I'm comparing 2 data sets from nearby locations to see if they differ significantly in air quality. I cannot perform any paired tests because the data at one location does not necessarily correspond to the data at the other location in time (i.e. one sample at location A was taken from Monday to Friday, another sample at location B was taken at from Tuesday to Saturday). In addition, I have some duplicate samples (2 samples taken over the same few days at the same location, but separate physical samples, not duplicate analyses of one sample) I have been advised to compare the CDF of the two locations. Is this good advice? If so, I can use the k-s test here. Are there any other tests I could use?
Bill Huber is an expert with spatial data and I think has given you good advice. Comparing CDFs may be too simplistic with spatial and temporal effects present and possibly different at the two locations. But there is also a certain amount of aggregation.
Having worked in industry for many years i know that if the bosses want things a certain way sometimes you have no choice but to give it to them that way. Just be careful to provide all the important caveats so that they don't misinterpret the results. Now your basic questions can be answered without getting into the nitty gritty details of the data.

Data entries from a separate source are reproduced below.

//! Route configuration.

use crate::auth::{admin_auth_middleware, scanner_auth_middleware};
use crate::handlers;
use crate::metrics::metrics_handler;
use crate::state::AppState;
use axum::Router;
use axum::middleware;
use axum::routing::{delete, get, post};
use tower_http::trace::TraceLayer;

/// Create the application router.
pub fn create_router(state: AppState) -> Router {
    let scanner_routes = Router::new()
        .route("/api/scanner/jobs", post(handlers::get_jobs))
        .route("/api/scanner/heartbeat", post(handlers::heartbeat))
        .route("/api/scanner/results", post(handlers::submit_results))
        .layer(middleware::from_fn_with_state(
            state.clone(),
            scanner_auth_middleware,
        ));

    let admin_routes = Router::new()
        .route(
            "/api/admin/clients",
            post(handlers::register_client).get(handlers::list_clients),
        )
        .route("/api/admin/clients/{id}", delete(handlers::delete_client))
        .route("/api/admin/discover-files", post(handlers::discover_files))
        .route("/api/admin/reset-scan", post(handlers::reset_scan))
        .route("/api/admin/manual-scan", post(handlers::manual_scan))
        .layer(middleware::from_fn_with_state(
            state.clone(),
            admin_auth_middleware,
        ));

    let public_routes = Router::new()
        .route("/api/public/records", get(handlers::list_records))
        .route("/api/public/records.geojson", get(handlers::records_geojson))
        .route("/api/public/stats", get(handlers::get_stats))
        // Health check (intentionally unauthenticated for probes)
        .route("/health", get(handlers::health_check));

    let mut router = Router::new()
        .merge(scanner_routes)
        .merge(admin_routes)
        .merge(public_routes);

    // SECURITY: when enabled, network-restrict /metrics to your
    // Prometheus scrapers; it is unauthenticated by design.
    if state.config.server.metrics_enabled {
        router = router.merge(Router::new().route("/metrics", get(metrics_handler)));
    }

    router.layer(TraceLayer::new_for_http()).with_state(state)
}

If you have two data set there are a number of tests called empirical cdf tests because they compare the two sample cdfs and look for specific differences. The Kolmogorov-Smirnov test is perhaps the most well-known. It looks at the maximum absolute difference between the two cdfs over the entire range of the data. You can also create histograms of the data constructing the same bins for both data sets. There is a form of the chi-square test that can be used to see in the frequencies in the bins for one group is similar the the frequencies in the other. This can be done using contingency tables. For the contingency table approach there are exact permutation tests (e.g. Fisher's exact test) that also can be used.